EXERCISE BRIEF ▸
Count the lines in the data below where the string "persisted" occurs, please, and give the number alone.

INPUT RECORDS ▸
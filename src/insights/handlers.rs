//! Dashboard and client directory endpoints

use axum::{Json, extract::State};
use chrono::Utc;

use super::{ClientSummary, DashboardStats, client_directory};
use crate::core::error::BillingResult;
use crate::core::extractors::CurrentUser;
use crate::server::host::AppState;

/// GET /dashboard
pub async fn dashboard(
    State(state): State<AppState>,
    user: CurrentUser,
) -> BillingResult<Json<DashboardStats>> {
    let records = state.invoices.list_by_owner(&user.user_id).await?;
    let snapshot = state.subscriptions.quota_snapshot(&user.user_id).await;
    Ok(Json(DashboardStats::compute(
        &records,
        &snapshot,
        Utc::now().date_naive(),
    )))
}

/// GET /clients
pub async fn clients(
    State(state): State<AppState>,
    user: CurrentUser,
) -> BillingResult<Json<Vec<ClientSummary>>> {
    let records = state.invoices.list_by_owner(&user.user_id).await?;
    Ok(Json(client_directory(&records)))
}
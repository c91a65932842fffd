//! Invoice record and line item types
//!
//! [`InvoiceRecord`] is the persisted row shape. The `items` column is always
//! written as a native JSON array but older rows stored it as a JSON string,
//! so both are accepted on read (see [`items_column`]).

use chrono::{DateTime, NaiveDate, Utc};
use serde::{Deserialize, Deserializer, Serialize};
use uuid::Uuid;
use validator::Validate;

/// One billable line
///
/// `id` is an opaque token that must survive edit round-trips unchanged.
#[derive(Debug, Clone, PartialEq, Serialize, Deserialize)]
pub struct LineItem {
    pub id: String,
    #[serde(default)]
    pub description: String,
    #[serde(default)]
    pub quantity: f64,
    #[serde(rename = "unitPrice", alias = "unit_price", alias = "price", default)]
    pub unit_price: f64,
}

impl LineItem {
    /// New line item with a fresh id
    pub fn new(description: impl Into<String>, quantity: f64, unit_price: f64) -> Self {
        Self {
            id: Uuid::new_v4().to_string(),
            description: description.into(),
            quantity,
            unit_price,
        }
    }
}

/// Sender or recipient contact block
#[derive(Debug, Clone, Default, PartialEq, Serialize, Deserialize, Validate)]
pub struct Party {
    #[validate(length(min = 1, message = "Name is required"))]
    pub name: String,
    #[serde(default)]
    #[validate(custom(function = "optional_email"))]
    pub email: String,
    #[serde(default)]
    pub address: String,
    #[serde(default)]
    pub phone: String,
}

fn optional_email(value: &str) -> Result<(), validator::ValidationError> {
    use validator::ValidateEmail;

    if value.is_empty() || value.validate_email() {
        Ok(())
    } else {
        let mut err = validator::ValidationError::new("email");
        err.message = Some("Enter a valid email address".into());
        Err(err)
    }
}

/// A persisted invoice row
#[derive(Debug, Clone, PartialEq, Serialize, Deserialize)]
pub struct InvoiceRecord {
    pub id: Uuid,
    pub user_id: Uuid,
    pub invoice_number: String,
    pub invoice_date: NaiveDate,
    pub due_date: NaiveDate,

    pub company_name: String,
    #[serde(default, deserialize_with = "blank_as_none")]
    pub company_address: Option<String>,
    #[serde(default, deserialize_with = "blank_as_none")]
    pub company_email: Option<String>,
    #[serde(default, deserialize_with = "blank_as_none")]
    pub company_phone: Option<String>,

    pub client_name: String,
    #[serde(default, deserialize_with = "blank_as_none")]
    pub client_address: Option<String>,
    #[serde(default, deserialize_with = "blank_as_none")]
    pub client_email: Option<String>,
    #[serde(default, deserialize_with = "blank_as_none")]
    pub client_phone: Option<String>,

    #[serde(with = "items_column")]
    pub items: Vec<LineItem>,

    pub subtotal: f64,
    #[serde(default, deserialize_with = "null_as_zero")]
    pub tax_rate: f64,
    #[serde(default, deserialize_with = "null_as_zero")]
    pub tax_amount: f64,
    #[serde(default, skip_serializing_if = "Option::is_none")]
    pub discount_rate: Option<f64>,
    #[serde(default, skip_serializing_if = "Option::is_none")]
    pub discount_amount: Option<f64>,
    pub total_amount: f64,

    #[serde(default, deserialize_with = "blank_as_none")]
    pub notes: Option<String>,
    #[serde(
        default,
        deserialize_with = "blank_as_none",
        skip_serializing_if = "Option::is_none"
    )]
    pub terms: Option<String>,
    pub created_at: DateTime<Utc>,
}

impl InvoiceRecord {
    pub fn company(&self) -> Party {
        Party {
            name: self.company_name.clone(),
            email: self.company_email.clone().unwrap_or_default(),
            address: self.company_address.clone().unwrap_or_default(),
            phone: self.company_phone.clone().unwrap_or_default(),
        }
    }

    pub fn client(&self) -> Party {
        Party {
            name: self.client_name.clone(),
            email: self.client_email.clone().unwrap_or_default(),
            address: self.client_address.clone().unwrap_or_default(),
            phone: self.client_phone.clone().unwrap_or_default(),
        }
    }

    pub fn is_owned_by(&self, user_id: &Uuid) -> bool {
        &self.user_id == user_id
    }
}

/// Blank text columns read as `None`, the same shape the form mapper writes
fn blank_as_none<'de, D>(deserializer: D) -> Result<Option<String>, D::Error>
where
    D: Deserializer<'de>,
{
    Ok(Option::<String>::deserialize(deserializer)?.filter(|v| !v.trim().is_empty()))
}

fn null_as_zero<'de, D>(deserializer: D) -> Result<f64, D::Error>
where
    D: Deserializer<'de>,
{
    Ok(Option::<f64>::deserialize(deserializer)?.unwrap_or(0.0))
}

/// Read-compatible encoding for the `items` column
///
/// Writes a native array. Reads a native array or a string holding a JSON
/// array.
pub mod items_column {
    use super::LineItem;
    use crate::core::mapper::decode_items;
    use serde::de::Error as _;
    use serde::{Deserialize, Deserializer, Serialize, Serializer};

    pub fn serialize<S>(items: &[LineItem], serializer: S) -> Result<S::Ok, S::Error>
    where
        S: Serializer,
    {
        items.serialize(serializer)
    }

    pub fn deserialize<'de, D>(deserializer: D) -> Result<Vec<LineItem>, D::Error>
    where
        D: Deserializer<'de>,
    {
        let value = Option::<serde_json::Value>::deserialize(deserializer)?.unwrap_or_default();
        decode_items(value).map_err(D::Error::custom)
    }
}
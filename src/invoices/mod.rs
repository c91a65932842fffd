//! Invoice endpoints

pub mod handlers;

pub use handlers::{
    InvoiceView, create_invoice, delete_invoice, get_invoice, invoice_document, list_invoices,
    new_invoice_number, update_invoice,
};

OUTPUT BELOW ▸
2